Task prompt:
An exact reproduction of the data below is the required answer.

(Collected data)
┌────────

mod cli;
mod config;
mod logging;
mod report;

use std::process;

use anyhow::{bail, Context, Result};
use clap::Parser;
use tracing::info;

use bloomcycle::clock::{Clock, FixedClock, SystemClock};
use bloomcycle::commands::Tracker;
use bloomcycle::crypto::Passphrase;
use bloomcycle::dates;
use bloomcycle::storage::EncryptedFileStore;

use crate::cli::{
    CalendarArgs, Cli, Command, LogAction, MedsAction, ReminderAction, SettingsAction,
};
use crate::config::BloomConfig;

type VaultTracker<C> = Tracker<EncryptedFileStore, C>;

fn main() {
    let cli = Cli::parse();
    logging::init(cli.verbose);

    if let Err(e) = run(cli) {
        eprintln!("Error: {e:#}");
        process::exit(1);
    }
}

fn run(cli: Cli) -> Result<()> {
    let config = BloomConfig::load(cli.config.as_deref())?;
    match cli.today {
        Some(date) => dispatch(cli, &config, FixedClock::on(date)),
        None => dispatch(cli, &config, SystemClock),
    }
}

fn dispatch<C: Clock>(cli: Cli, config: &BloomConfig, clock: C) -> Result<()> {
    let Some(raw) = cli.passphrase else {
        bail!("a passphrase is required (--passphrase or BLOOMCYCLE_PASSPHRASE)");
    };
    let path = config.vault_path()?;
    let store = EncryptedFileStore::open_or_create(&path, Passphrase::new(raw))
        .with_context(|| format!("failed to open vault at {}", path.display()))?;
    let mut tracker = Tracker::new(store, clock);

    match cli.command {
        Command::Status { json } => status(&tracker, json),
        Command::Calendar(args) => calendar(&tracker, config, args),
        Command::Settings { action } => settings(&mut tracker, action),
        Command::Log { action } => log(&mut tracker, action),
        Command::Stats => {
            print!("{}", report::stats(&tracker.stats()?));
            Ok(())
        }
        Command::Outlook => {
            match tracker.outlook()? {
                Some(outlook) => println!("{outlook}"),
                None => println!("Log a period or save cycle settings to see an outlook."),
            }
            Ok(())
        }
        Command::Reminders { action } => reminders(&mut tracker, config, action),
        Command::Meds { action } => meds(&mut tracker, action),
        Command::Export { output } => {
            let json = tracker.store().export()?;
            match output {
                Some(path) => {
                    std::fs::write(&path, json)
                        .with_context(|| format!("failed to write {}", path.display()))?;
                    info!(path = %path.display(), "exported vault");
                }
                None => println!("{json}"),
            }
            Ok(())
        }
        Command::Wipe { yes } => {
            if !yes {
                bail!("refusing to wipe without --yes");
            }
            tracker.into_store().wipe()?;
            println!("Vault deleted.");
            Ok(())
        }
    }
}

fn status<C: Clock>(tracker: &VaultTracker<C>, json: bool) -> Result<()> {
    let status = tracker.status()?;
    if json {
        println!("{}", serde_json::to_string_pretty(&status)?);
        return Ok(());
    }
    if tracker.settings()?.is_none() {
        println!("No cycle settings saved; showing defaults.");
    }
    print!("{}", report::status(&status, tracker.fertility()?.as_ref()));
    Ok(())
}

fn calendar<C: Clock>(
    tracker: &VaultTracker<C>,
    config: &BloomConfig,
    args: CalendarArgs,
) -> Result<()> {
    let (marking, grid) = if let Some(month) = args.month {
        let marking = tracker.month_calendar(month.year, month.month)?;
        let grid = dates::month_bounds(month.year, month.month)
            .map(|(first, last)| report::month_grid(first, last, &marking));
        (marking, grid)
    } else {
        let (start, end) = tracker.default_range(config.horizon_months)?;
        let start = args.from.unwrap_or(start);
        let end = args.to.unwrap_or(end);
        (tracker.calendar(start, end)?, None)
    };

    if args.json {
        println!("{}", serde_json::to_string_pretty(&marking)?);
    } else {
        print!("{}", grid.unwrap_or_else(|| report::marking_list(&marking)));
    }
    Ok(())
}

fn settings<C: Clock>(tracker: &mut VaultTracker<C>, action: SettingsAction) -> Result<()> {
    match action {
        SettingsAction::Show => print!("{}", report::settings(tracker.settings()?.as_ref())),
        SettingsAction::Set {
            last_period,
            cycle_days,
            period_days,
        } => {
            let saved = tracker.update_settings(last_period, cycle_days, period_days)?;
            print!("{}", report::settings(Some(&saved)));
        }
    }
    Ok(())
}

fn log<C: Clock>(tracker: &mut VaultTracker<C>, action: LogAction) -> Result<()> {
    match action {
        LogAction::Add { date } => {
            let date = date.unwrap_or_else(|| tracker.today());
            if tracker.log_period(date)? {
                println!("Logged period starting {date}.");
            } else {
                println!("{date} is already logged.");
            }
        }
        LogAction::Remove { date } => {
            if tracker.remove_period(date)? {
                println!("Removed {date}.");
            } else {
                println!("{date} was not logged.");
            }
        }
        LogAction::List => print!("{}", report::period_log(&tracker.period_log()?)),
    }
    Ok(())
}

fn reminders<C: Clock>(
    tracker: &mut VaultTracker<C>,
    config: &BloomConfig,
    action: ReminderAction,
) -> Result<()> {
    if let ReminderAction::Set {
        all,
        menstrual,
        ovulation,
        ovulation_day,
        ovulation_end,
        time,
    } = action
    {
        let mut settings = tracker.reminder_settings()?;
        settings.enable_all = all.unwrap_or(settings.enable_all);
        settings.menstrual_reminder = menstrual.unwrap_or(settings.menstrual_reminder);
        settings.ovulation_reminder = ovulation.unwrap_or(settings.ovulation_reminder);
        settings.ovulation_day_reminder = ovulation_day.unwrap_or(settings.ovulation_day_reminder);
        settings.ovulation_end_reminder = ovulation_end.unwrap_or(settings.ovulation_end_reminder);
        settings.reminder_time = time.unwrap_or(settings.reminder_time);
        tracker.set_reminder_settings(&settings)?;
    }
    let settings = tracker.reminder_settings()?;
    let planned = tracker.reminders(config.reminder_lead_days)?;
    print!("{}", report::reminders(&settings, &planned));
    Ok(())
}

fn meds<C: Clock>(tracker: &mut VaultTracker<C>, action: MedsAction) -> Result<()> {
    match action {
        MedsAction::Add(args) => {
            let id = tracker.add_medication(&args.name, &args.dosage, args.frequency())?;
            println!("Added {} ({id}).", args.name);
        }
        MedsAction::Take { id } => {
            if !tracker.take_medication(id)? {
                bail!("no medication with id {id}");
            }
            println!("Dose recorded.");
        }
        MedsAction::List => {
            let today = tracker.today();
            print!("{}", report::medications(&tracker.medications()?, today));
        }
        MedsAction::Adherence => {
            println!("{}% of expected doses taken in the last 7 days", tracker.adherence()?);
        }
    }
    Ok(())
}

└────────

Answer box:
mod cli;
mod config;
mod logging;
mod report;

use std::process;

use anyhow::{bail, Context, Result};
use clap::Parser;
use tracing::info;

use bloomcycle::clock::{Clock, FixedClock, SystemClock};
use bloomcycle::commands::Tracker;
use bloomcycle::crypto::Passphrase;
use bloomcycle::dates;
use bloomcycle::storage::EncryptedFileStore;

use crate::cli::{
    CalendarArgs, Cli, Command, LogAction, MedsAction, ReminderAction, SettingsAction,
};
use crate::config::BloomConfig;

type VaultTracker<C> = Tracker<EncryptedFileStore, C>;

fn main() {
    let cli = Cli::parse();
    logging::init(cli.verbose);

    if let Err(e) = run(cli) {
        eprintln!("Error: {e:#}");
        process::exit(1);
    }
}

fn run(cli: Cli) -> Result<()> {
    let config = BloomConfig::load(cli.config.as_deref())?;
    match cli.today {
        Some(date) => dispatch(cli, &config, FixedClock::on(date)),
        None => dispatch(cli, &config, SystemClock),
    }
}

fn dispatch<C: Clock>(cli: Cli, config: &BloomConfig, clock: C) -> Result<()> {
    let Some(raw) = cli.passphrase else {
        bail!("a passphrase is required (--passphrase or BLOOMCYCLE_PASSPHRASE)");
    };
    let path = config.vault_path()?;
    let store = EncryptedFileStore::open_or_create(&path, Passphrase::new(raw))
        .with_context(|| format!("failed to open vault at {}", path.display()))?;
    let mut tracker = Tracker::new(store, clock);

    match cli.command {
        Command::Status { json } => status(&tracker, json),
        Command::Calendar(args) => calendar(&tracker, config, args),
        Command::Settings { action } => settings(&mut tracker, action),
        Command::Log { action } => log(&mut tracker, action),
        Command::Stats => {
            print!("{}", report::stats(&tracker.stats()?));
            Ok(())
        }
        Command::Outlook => {
            match tracker.outlook()? {
                Some(outlook) => println!("{outlook}"),
                None => println!("Log a period or save cycle settings to see an outlook."),
            }
            Ok(())
        }
        Command::Reminders { action } => reminders(&mut tracker, config, action),
        Command::Meds { action } => meds(&mut tracker, action),
        Command::Export { output } => {
            let json = tracker.store().export()?;
            match output {
                Some(path) => {
                    std::fs::write(&path, json)
                        .with_context(|| format!("failed to write {}", path.display()))?;
                    info!(path = %path.display(), "exported vault");
                }
                None => println!("{json}"),
            }
            Ok(())
        }
        Command::Wipe { yes } => {
            if !yes {
                bail!("refusing to wipe without --yes");
            }
            tracker.into_store().wipe()?;
            println!("Vault deleted.");
            Ok(())
        }
    }
}

fn status<C: Clock>(tracker: &VaultTracker<C>, json: bool) -> Result<()> {
    let status = tracker.status()?;
    if json {
        println!("{}", serde_json::to_string_pretty(&status)?);
        return Ok(());
    }
    if tracker.settings()?.is_none() {
        println!("No cycle settings saved; showing defaults.");
    }
    print!("{}", report::status(&status, tracker.fertility()?.as_ref()));
    Ok(())
}

fn calendar<C: Clock>(
    tracker: &VaultTracker<C>,
    config: &BloomConfig,
    args: CalendarArgs,
) -> Result<()> {
    let (marking, grid) = if let Some(month) = args.month {
        let marking = tracker.month_calendar(month.year, month.month)?;
        let grid = dates::month_bounds(month.year, month.month)
            .map(|(first, last)| report::month_grid(first, last, &marking));
        (marking, grid)
    } else {
        let (start, end) = tracker.default_range(config.horizon_months)?;
        let start = args.from.unwrap_or(start);
        let end = args.to.unwrap_or(end);
        (tracker.calendar(start, end)?, None)
    };

    if args.json {
        println!("{}", serde_json::to_string_pretty(&marking)?);
    } else {
        print!("{}", grid.unwrap_or_else(|| report::marking_list(&marking)));
    }
    Ok(())
}

fn settings<C: Clock>(tracker: &mut VaultTracker<C>, action: SettingsAction) -> Result<()> {
    match action {
        SettingsAction::Show => print!("{}", report::settings(tracker.settings()?.as_ref())),
        SettingsAction::Set {
            last_period,
            cycle_days,
            period_days,
        } => {
            let saved = tracker.update_settings(last_period, cycle_days, period_days)?;
            print!("{}", report::settings(Some(&saved)));
        }
    }
    Ok(())
}

fn log<C: Clock>(tracker: &mut VaultTracker<C>, action: LogAction) -> Result<()> {
    match action {
        LogAction::Add { date } => {
            let date = date.unwrap_or_else(|| tracker.today());
            if tracker.log_period(date)? {
                println!("Logged period starting {date}.");
            } else {
                println!("{date} is already logged.");
            }
        }
        LogAction::Remove { date } => {
            if tracker.remove_period(date)? {
                println!("Removed {date}.");
            } else {
                println!("{date} was not logged.");
            }
        }
        LogAction::List => print!("{}", report::period_log(&tracker.period_log()?)),
    }
    Ok(())
}

fn reminders<C: Clock>(
    tracker: &mut VaultTracker<C>,
    config: &BloomConfig,
    action: ReminderAction,
) -> Result<()> {
    if let ReminderAction::Set {
        all,
        menstrual,
        ovulation,
        ovulation_day,
        ovulation_end,
        time,
    } = action
    {
        let mut settings = tracker.reminder_settings()?;
        settings.enable_all = all.unwrap_or(settings.enable_all);
        settings.menstrual_reminder = menstrual.unwrap_or(settings.menstrual_reminder);
        settings.ovulation_reminder = ovulation.unwrap_or(settings.ovulation_reminder);
        settings.ovulation_day_reminder = ovulation_day.unwrap_or(settings.ovulation_day_reminder);
        settings.ovulation_end_reminder = ovulation_end.unwrap_or(settings.ovulation_end_reminder);
        settings.reminder_time = time.unwrap_or(settings.reminder_time);
        tracker.set_reminder_settings(&settings)?;
    }
    let settings = tracker.reminder_settings()?;
    let planned = tracker.reminders(config.reminder_lead_days)?;
    print!("{}", report::reminders(&settings, &planned));
    Ok(())
}

fn meds<C: Clock>(tracker: &mut VaultTracker<C>, action: MedsAction) -> Result<()> {
    match action {
        MedsAction::Add(args) => {
            let id = tracker.add_medication(&args.name, &args.dosage, args.frequency())?;
            println!("Added {} ({id}).", args.name);
        }
        MedsAction::Take { id } => {
            if !tracker.take_medication(id)? {
                bail!("no medication with id {id}");
            }
            println!("Dose recorded.");
        }
        MedsAction::List => {
            let today = tracker.today();
            print!("{}", report::medications(&tracker.medications()?, today));
        }
        MedsAction::Adherence => {
            println!("{}% of expected doses taken in the last 7 days", tracker.adherence()?);
        }
    }
    Ok(())
}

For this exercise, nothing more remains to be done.